Why Democrats Need to Win as Economic Populists

AP Photo/Gary Landers, Pool

Senator Sherrod Brown speaks during the U.S. Senate debate with Representative Jim Renacci at Miami University in Oxford, Ohio. 

There has been a lot of argument about whether Democrats need to win by running more to the left or more to the center. In my writings, I’ve contended that the best way for the Democrats is to gain ground is to run populist on economics. 

Why? First, because that’s where the country needs radical reform; second, that’s where the Clinton-Obama Democratic Party lost its soul; third, if the election is all about identity rather than economics, that plays to Trump’s fear-mongering; and fourth, economic populism creates a politics of working people of all races against economic royalists rather than working people of different backgrounds against each other.

By working people, I mean not just the “working class,” often defined as the non-college educated, but anyone who lives on paychecks and is not independently rich. It’s a class politics Democrats can and should win. It’s also a politics that can allow Democrats to win back some disgusted voters who voted for Trump because they didn’t think either party spoke for their interests.

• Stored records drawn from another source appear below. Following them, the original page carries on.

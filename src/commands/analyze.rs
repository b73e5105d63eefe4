//! One-shot analysis command
//!
//! Folds a list of rounds given on the command line and reports on the result.

use crate::core::{Feedback, Word};
use crate::error::{Result, SolverError};
use crate::solver::{Recommendations, Solver};

/// Parse one round written as `WORD=MARKS` or `WORD:CORRECT:MISPLACED`
///
/// # Errors
///
/// Returns `MalformedWord`, `MalformedFeedback` or an index error for bad input.
///
/// # Examples
/// ```
/// use wordle_helper::commands::analyze::parse_round;
///
/// let (guess, feedback) = parse_round("abcde:0,1:4").unwrap();
/// assert_eq!(guess.text(), "abcde");
/// assert_eq!(feedback.to_marks(), "GG--Y");
///
/// let (_, same) = parse_round("abcde=GG--Y").unwrap();
/// assert_eq!(feedback, same);
/// ```
pub fn parse_round(round: &str) -> Result<(Word, Feedback)> {
    if let Some((word, marks)) = round.split_once('=') {
        return Ok((Word::new(word.trim())?, Feedback::from_marks(marks)?));
    }

    let mut parts = round.splitn(3, ':');
    match (parts.next(), parts.next(), parts.next()) {
        (Some(word), Some(correct), misplaced) => Ok((
            Word::new(word.trim())?,
            Feedback::from_index_lists(correct, misplaced.unwrap_or(""))?,
        )),
        _ => Err(SolverError::MalformedFeedback(round.to_string())),
    }
}

/// Apply every round in order and return the final report
///
/// All rounds are parsed before any is applied, so a bad round leaves the
/// solver untouched.
///
/// # Errors
///
/// Returns the first parse error among `rounds`.
pub fn analyze_rounds<'a, S: AsRef<str>>(
    solver: &mut Solver<'a>,
    rounds: &[S],
) -> Result<Recommendations<'a>> {
    let parsed = rounds
        .iter()
        .map(|round| parse_round(round.as_ref()))
        .collect::<Result<Vec<_>>>()?;

    for (guess, feedback) in parsed {
        solver.apply(guess, feedback);
    }
    Ok(solver.recommendations())
}

#[cfg(test)]
mod tests {
    use super::*;
    use crate::core::FrequencyTable;
    use crate::solver::RankerConfig;
    use crate::wordlists::Lexicon;
    use crate::wordlists::loader::words_from_slice;

    #[test]
    fn parse_marks_round() {
        let (guess, feedback) = parse_round("CRANE=gy--g").unwrap();
        assert_eq!(guess.text(), "crane");
        assert_eq!(feedback, Feedback::new([0, 4], [1]).unwrap());
    }

    #[test]
    fn parse_index_round_without_misplaced() {
        let (_, feedback) = parse_round("crane:0 4").unwrap();
        assert_eq!(feedback, Feedback::new([0, 4], []).unwrap());
    }

    #[test]
    fn parse_rejects_bad_rounds() {
        assert!(matches!(
            parse_round("crane"),
            Err(SolverError::MalformedFeedback(_))
        ));
        assert!(matches!(
            parse_round("cran=GGGGG"),
            Err(SolverError::MalformedWord(_))
        ));
        assert!(parse_round("crane:5:").unwrap_err().is_invalid_index());
    }

    #[test]
    fn rounds_fold_in_order() {
        let lexicon = Lexicon::new(words_from_slice(&["abcde", "edcba", "fghij", "abyss"]))
            .unwrap();
        let table = FrequencyTable::default();
        let mut solver = Solver::new(&lexicon, &table, RankerConfig::default());

        let report = analyze_rounds(&mut solver, &["abcde:0,1:4"]).unwrap();
        assert!(report.candidates.is_empty());
        assert_eq!(solver.history().len(), 1);
    }

    #[test]
    fn bad_round_applies_nothing() {
        let lexicon = Lexicon::embedded().unwrap();
        let table = FrequencyTable::default();
        let mut solver = Solver::new(&lexicon, &table, RankerConfig::default());

        let result = analyze_rounds(&mut solver, &["crane=GY--G", "slate=XXXXX"]);
        assert!(result.is_err());
        assert!(solver.state().is_empty());
    }
}
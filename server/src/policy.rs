//! Read/edit/delete/visibility decisions for documents.
//!
//! Every function takes the freshest document row and the acting user as
//! explicit arguments and touches nothing else.

use crate::{
    error::AppError,
    model::{Document, User},
};
use notelite_api::DocumentPatch;

pub fn is_owner(doc: &Document, actor: &User) -> bool {
    doc.created_by == actor.id
}

/// Public documents are readable by anyone signed in, private ones by their owner.
pub fn can_read(doc: &Document, actor: &User) -> bool {
    doc.is_public || is_owner(doc, actor)
}

/// Public documents are collaboratively editable, so editing follows the read rule.
pub fn can_edit(doc: &Document, actor: &User) -> bool {
    can_read(doc, actor)
}

pub fn can_change_visibility(doc: &Document, actor: &User) -> bool {
    is_owner(doc, actor)
}

pub fn can_delete(doc: &Document, actor: &User) -> bool {
    is_owner(doc, actor)
}

fn require(allowed: bool) -> Result<(), AppError> {
    if allowed {
        Ok(())
    } else {
        Err(AppError::Forbidden)
    }
}

pub fn check_read(doc: &Document, actor: &User) -> Result<(), AppError> {
    require(can_read(doc, actor))
}

pub fn check_edit(doc: &Document, actor: &User) -> Result<(), AppError> {
    require(can_edit(doc, actor))
}

pub fn check_delete(doc: &Document, actor: &User) -> Result<(), AppError> {
    require(can_delete(doc, actor))
}

/// Reduce a patch to the fields `actor` may change.
///
/// A visibility change from a non-owner is dropped while the rest of the
/// patch still applies.
pub fn permitted_patch(doc: &Document, actor: &User, patch: DocumentPatch) -> DocumentPatch {
    let is_public = if can_change_visibility(doc, actor) {
        patch.is_public
    } else {
        None
    };
    DocumentPatch {
        title: patch.title,
        content: patch.content,
        is_public,
    }
}
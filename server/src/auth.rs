use anyhow::{anyhow, Result};
use argon2::password_hash::{
    rand_core::OsRng, PasswordHash, PasswordHasher, PasswordVerifier, SaltString,
};
use argon2::Argon2;
use jsonwebtoken::{decode, encode, Algorithm, DecodingKey, EncodingKey, Header, Validation};
use rand::RngCore;
use rusqlite::{params, Connection, OptionalExtension};
use serde::{Deserialize, Serialize};
use time::{Duration, OffsetDateTime};

const SECRET_LEN: usize = 32;

/// Hash a password into an argon2id PHC string.
pub fn hash_password(password: &str) -> Result<String> {
    let salt = SaltString::generate(&mut OsRng);
    Argon2::default()
        .hash_password(password.as_bytes(), &salt)
        .map(|hash| hash.to_string())
        .map_err(|e| anyhow!("hashing password: {e}"))
}

/// Check a password against a stored PHC string. Malformed hashes never match.
pub fn verify_password(password: &str, stored: &str) -> bool {
    PasswordHash::new(stored)
        .map(|parsed| {
            Argon2::default()
                .verify_password(password.as_bytes(), &parsed)
                .is_ok()
        })
        .unwrap_or(false)
}

/// Session token payload. `sub` is the user id.
#[derive(Debug, Serialize, Deserialize, PartialEq, Eq, Clone)]
pub struct Claims {
    pub sub: String,
    pub iat: i64,
    pub exp: i64,
}

/// HS256 keys for session tokens, built once from the persisted secret.
pub struct SessionKeys {
    encoding: EncodingKey,
    decoding: DecodingKey,
    validation: Validation,
}

impl SessionKeys {
    pub fn new(secret: &[u8]) -> Self {
        let mut validation = Validation::new(Algorithm::HS256);
        validation.leeway = 0;
        validation.set_required_spec_claims(&["exp", "sub"]);
        Self {
            encoding: EncodingKey::from_secret(secret),
            decoding: DecodingKey::from_secret(secret),
            validation,
        }
    }

    pub fn issue(&self, user_id: &str, ttl: Duration) -> Result<String> {
        let now = OffsetDateTime::now_utc();
        let claims = Claims {
            sub: user_id.into(),
            iat: now.unix_timestamp(),
            exp: (now + ttl).unix_timestamp(),
        };
        Ok(encode(&Header::new(Algorithm::HS256), &claims, &self.encoding)?)
    }

    /// Decode a token, rejecting bad signatures and expired tokens.
    pub fn verify(&self, token: &str) -> Result<Claims> {
        Ok(decode::<Claims>(token, &self.decoding, &self.validation)?.claims)
    }
}

/// Return the token signing secret, generating and storing it on first start.
pub fn load_or_create_secret(conn: &Connection) -> Result<Vec<u8>> {
    let stored: Option<Vec<u8>> = conn
        .query_row("SELECT jwt_secret FROM config WHERE id = 1", [], |row| {
            row.get(0)
        })
        .optional()?;
    if let Some(secret) = stored {
        return Ok(secret);
    }
    let mut secret = vec![0u8; SECRET_LEN];
    rand::thread_rng().fill_bytes(&mut secret);
    conn.execute(
        "INSERT INTO config (id, jwt_secret, created_at) VALUES (1, ?1, ?2)",
        params![secret, crate::db::now_millis()],
    )?;
    Ok(secret)
}

/// Token part of an `Authorization: Bearer <token>` header value.
pub fn bearer_token(value: &str) -> Option<&str> {
    value
        .strip_prefix("Bearer ")
        .map(str::trim)
        .filter(|t| !t.is_empty())
}
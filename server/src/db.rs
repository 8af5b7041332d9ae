use anyhow::Result;
use r2d2::Pool;
use r2d2_sqlite::SqliteConnectionManager;
use rusqlite::Connection;
use std::path::Path;
use time::OffsetDateTime;

pub type DbPool = Pool<SqliteConnectionManager>;

/// Initialize the SQLite database and run migrations.
pub fn init_db<P: AsRef<Path>>(path: P) -> Result<Connection> {
    let conn = Connection::open(path)?;
    conn.execute_batch("PRAGMA journal_mode = WAL; PRAGMA foreign_keys = ON;")?;
    conn.execute_batch(SCHEMA)?;
    Ok(conn)
}

/// Build a connection pool over an already migrated database file.
pub fn open_pool<P: AsRef<Path>>(path: P) -> Result<DbPool> {
    let manager = SqliteConnectionManager::file(path)
        .with_init(|c| c.execute_batch("PRAGMA foreign_keys = ON; PRAGMA busy_timeout = 5000;"));
    Ok(Pool::new(manager)?)
}

/// Current time in unix milliseconds, the resolution every timestamp column uses.
pub fn now_millis() -> i64 {
    (OffsetDateTime::now_utc().unix_timestamp_nanos() / 1_000_000) as i64
}

/// Convert a stored millisecond timestamp back into a datetime.
pub fn from_millis(ms: i64) -> rusqlite::Result<OffsetDateTime> {
    OffsetDateTime::from_unix_timestamp_nanos(ms as i128 * 1_000_000).map_err(|e| {
        rusqlite::Error::FromSqlConversionFailure(0, rusqlite::types::Type::Integer, Box::new(e))
    })
}

pub const SCHEMA: &str = r#"
CREATE TABLE IF NOT EXISTS users (
  id TEXT PRIMARY KEY,
  email TEXT NOT NULL,
  name TEXT,
  password_hash TEXT NOT NULL,
  created_at INTEGER NOT NULL
);
CREATE UNIQUE INDEX IF NOT EXISTS users_email ON users (lower(email));

CREATE TABLE IF NOT EXISTS config (
  id INTEGER PRIMARY KEY CHECK (id = 1),
  jwt_secret BLOB NOT NULL,
  created_at INTEGER NOT NULL
);

CREATE TABLE IF NOT EXISTS documents (
  id TEXT PRIMARY KEY,
  title TEXT NOT NULL,
  content TEXT NOT NULL DEFAULT '',
  is_public INTEGER NOT NULL DEFAULT 0,
  created_by TEXT NOT NULL REFERENCES users(id),
  last_edited_by TEXT REFERENCES users(id),
  created_at INTEGER NOT NULL,
  last_edited_at INTEGER NOT NULL
);
CREATE INDEX IF NOT EXISTS documents_last_edited ON documents (last_edited_at DESC);

CREATE TABLE IF NOT EXISTS images (
  id TEXT PRIMARY KEY,
  filename TEXT UNIQUE NOT NULL,
  original_name TEXT NOT NULL,
  mime_type TEXT NOT NULL,
  size INTEGER NOT NULL,
  document_id TEXT REFERENCES documents(id) ON DELETE CASCADE,
  uploaded_by TEXT NOT NULL REFERENCES users(id),
  created_at INTEGER NOT NULL
);
CREATE INDEX IF NOT EXISTS images_document ON images (document_id);
"#;
use anyhow::Result;
use clap::Parser;
use notelite::{
    api,
    config::{Cli, Command, Config},
    db, seed,
};
use tracing_subscriber::EnvFilter;

#[tokio::main]
async fn main() -> Result<()> {
    let cli = Cli::parse();
    let config = Config::load(&cli)?;

    let default_level = if config.logging_enabled { "info" } else { "warn" };
    let filter =
        EnvFilter::try_from_default_env().unwrap_or_else(|_| EnvFilter::new(default_level));
    tracing_subscriber::fmt().with_env_filter(filter).init();

    match cli.command.unwrap_or(Command::Serve) {
        Command::Serve => api::run_http_server(config).await,
        Command::Seed => {
            std::fs::create_dir_all(&config.data_dir)?;
            let conn = db::init_db(config.db_path())?;
            seed::seed(&conn)
        }
    }
}
use crate::{auth, db, error::AppError, model::User};
use rusqlite::{params, Connection, OptionalExtension};
use uuid::Uuid;

fn row_to_user(row: &rusqlite::Row<'_>) -> rusqlite::Result<User> {
    Ok(User {
        id: row.get(0)?,
        email: row.get(1)?,
        name: row.get(2)?,
        password_hash: row.get(3)?,
        created_at: row.get(4)?,
    })
}

/// Create a user with an already hashed password. Emails are unique ignoring case.
pub fn create_user(
    conn: &Connection,
    email: &str,
    name: Option<&str>,
    password_hash: &str,
) -> Result<User, AppError> {
    let email = email.trim();
    if email.is_empty() || !email.contains('@') {
        return Err(AppError::InvalidInput("Invalid email".into()));
    }
    let id = Uuid::new_v4().to_string();
    let now = db::now_millis();
    let res = conn.execute(
        "INSERT INTO users (id, email, name, password_hash, created_at) VALUES (?1, ?2, ?3, ?4, ?5)",
        params![id, email, name, password_hash, now],
    );
    match res {
        Ok(_) => Ok(User {
            id,
            email: email.into(),
            name: name.map(Into::into),
            password_hash: password_hash.into(),
            created_at: now,
        }),
        Err(e) => {
            if matches!(
                e.sqlite_error_code(),
                Some(rusqlite::ErrorCode::ConstraintViolation)
            ) {
                Err(AppError::InvalidInput("Email already registered".into()))
            } else {
                Err(e.into())
            }
        }
    }
}

/// Create the user unless one with this email already exists. Returns the stored user.
pub fn ensure_user(
    conn: &Connection,
    email: &str,
    name: Option<&str>,
    password: &str,
) -> Result<User, AppError> {
    if let Some(user) = find_by_email(conn, email)? {
        return Ok(user);
    }
    let hash = auth::hash_password(password)?;
    create_user(conn, email, name, &hash)
}

pub fn find_by_email(conn: &Connection, email: &str) -> Result<Option<User>, AppError> {
    let mut stmt = conn.prepare(
        "SELECT id, email, name, password_hash, created_at FROM users WHERE lower(email) = lower(?1)",
    )?;
    let user = stmt.query_row([email.trim()], row_to_user).optional()?;
    Ok(user)
}

pub fn find_by_id(conn: &Connection, id: &str) -> Result<Option<User>, AppError> {
    let mut stmt =
        conn.prepare("SELECT id, email, name, password_hash, created_at FROM users WHERE id = ?1")?;
    let user = stmt.query_row([id], row_to_user).optional()?;
    Ok(user)
}

/// Check an email/password pair against the credential store.
pub fn authenticate(
    conn: &Connection,
    email: &str,
    password: &str,
) -> Result<Option<User>, AppError> {
    let Some(user) = find_by_email(conn, email)? else {
        return Ok(None);
    };
    if auth::verify_password(password, &user.password_hash) {
        Ok(Some(user))
    } else {
        Ok(None)
    }
}
#![allow(dead_code)]

use notelite::{
    api::{build_router, AppState},
    config::Config,
    model::User,
    users,
};
use notelite_api::{DocumentView, TokenResponse};
use serde_json::json;
use std::net::{SocketAddr, TcpListener};
use tokio::task::JoinHandle;

pub struct TestServer {
    pub addr: SocketAddr,
    pub state: AppState,
    pub handle: JoinHandle<()>,
    pub client: reqwest::Client,
    _tmp: tempfile::TempDir,
}

pub async fn spawn_server() -> TestServer {
    spawn_with(|_| {}).await
}

pub async fn spawn_with(tweak: impl FnOnce(&mut Config)) -> TestServer {
    let listener = TcpListener::bind("127.0.0.1:0").unwrap();
    let addr = listener.local_addr().unwrap();
    listener.set_nonblocking(true).unwrap();

    let tmp = tempfile::tempdir().unwrap();
    let mut config = Config::with_data_dir(addr.to_string(), tmp.path());
    tweak(&mut config);
    let state = AppState::new(config).await.unwrap();
    let app = build_router(state.clone());
    let handle = tokio::spawn(async move {
        axum::Server::from_tcp(listener)
            .unwrap()
            .serve(app.into_make_service())
            .await
            .unwrap();
    });
    TestServer {
        addr,
        state,
        handle,
        client: reqwest::Client::new(),
        _tmp: tmp,
    }
}

impl TestServer {
    pub fn url(&self, path: &str) -> String {
        format!("http://{}{}", self.addr, path)
    }

    pub fn add_user(&self, email: &str, name: &str, password: &str) -> User {
        let conn = self.state.pool.get().unwrap();
        users::ensure_user(&conn, email, Some(name), password).unwrap()
    }

    pub async fn login(&self, email: &str, password: &str) -> String {
        let resp = self
            .client
            .post(self.url("/auth/login"))
            .json(&json!({ "email": email, "password": password }))
            .send()
            .await
            .unwrap();
        assert!(resp.status().is_success(), "login failed for {email}");
        resp.json::<TokenResponse>().await.unwrap().token
    }

    /// Create a user and return a token for them.
    pub async fn user_token(&self, email: &str, name: &str) -> (User, String) {
        let user = self.add_user(email, name, "password123");
        let token = self.login(email, "password123").await;
        (user, token)
    }

    pub async fn create_doc(&self, token: &str, body: serde_json::Value) -> DocumentView {
        let resp = self
            .client
            .post(self.url("/documents"))
            .bearer_auth(token)
            .json(&body)
            .send()
            .await
            .unwrap();
        assert_eq!(resp.status(), 200);
        resp.json().await.unwrap()
    }

    pub fn stop(self) {
        self.handle.abort();
    }
}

Trump has tried to make the election about us versus them, with them defined as Muslims, African Americans, and immigrants. But the real us versus them is everyone who works paycheck to paycheck versus Wall Street.

There are three different counter arguments that deserve careful scrutiny—and refutation.

Some keep insisting that Democrats should not run on pocketbook issues because the economy has improved. In fact, for most income groups the economy has barely made back its losses since the collapse of 2008. And the economy is vastly more precarious for regular people than it was a generation ago. That is the deeper source of Trumpism.

A second contention is that Democrats should just forget about the white working class—so many are racist anyway—and focus on the “emerging American electorate” defined as a new rainbow of African Americans, Latinos, other immigrant groups, liberal professionals, the idealistic young, and LGBTQ people.

That’s also a mistake because the white working class may be only 30 percent of the national electorate but it’s more than half the electorate in the states where Trump won the 2016 election—Ohio, Michigan, Wisconsin, Iowa, and Indiana. In western Pennsylvania, the white working class is more than 60 percent. As pollster Stanley Greenberg has written in the Prospect, the emerging Democratic majority needs to encorporate both the new rainbow andthe white working class. 

The next Democratic presidential candidate needs to win big, not just to eke out a victory based on a coalition of minorities. A Democratic Party that turned its back on a major portion of the working class would not be worthy of the name. 

A third and opposite argument, advanced by groups that represent corporate Democrats, such as Third Way, holds that Democrats should not run as economic progressives because voters tend to self-identify as moderates rather than liberals. But of you dig deeper behind the superficial labeling, the majority of voters are in favor of defending and expanding Social Security and Medicare, and having a higher minimum wage. If that’s the definition of moderate, bring it on.

For Democrats, the only way to win a real mandate would be to win back some of the working-class people who voted for Trump—not all of them; winning back 15 or 20 percent of them would be huge. And they way to their hearts has to be through their pocketbooks.

But don’t take my word for it. Take a close look at Tuesday’s results, and see which winning Democratic candidates ran as economic progressives.

The Progressive Change Institute examined all 142 Democratic candidates in contested races, based on rankings from the Cook Report as well as material from the Democratic Congressional Campaign Committee. The group then looked at which Democrats could reasonably be considered economic progressives, based on their support for such issues as Medicare for All or a Medicare public option and expanded Social Security. 

Using these indicators, they found that in the 69 most competitive House races rated by the nonpartisan Cook Report as leaning Democratic, toss-ups, or leaning Republican (but possibly winnable for the Democrat), 52 Democrats, or more than three-quarters, were running as economic progressives. 

Take a good look at the spreadsheets. In dozens of districts held by Republicans, Democratic challengers have made major headway and are in striking distance of victory—by running as pocketbook progressives.

On Tuesday, we’ll see how these progressive Democrats did. Even where the Democrat did not win, we can also see how much better they did than the Democrat did in the same seat in 2016 or 2014, by using a clear progressive pocketbook message.

There are really two kinds of House races Tuesday. In some Republican-leaning suburban districts, where upscale voters are disgusted with Trump’s vulgarity, his condoning of violence, his baiting of immigrants, not to mention his concentration camps for toddlers on the Mexican border, the Democrats are likely to pick up some seats whether running as moderates or as progressives. But in working-class seats that went for Trump last time, they are more likely to win as economic populists.

Once the midterm is behind us, and we start thinking seriously about the presidential election in 2020, this debate about whether Democrats should run as centrists or progressives will only intensify. Tuesday’s results should inform that argument.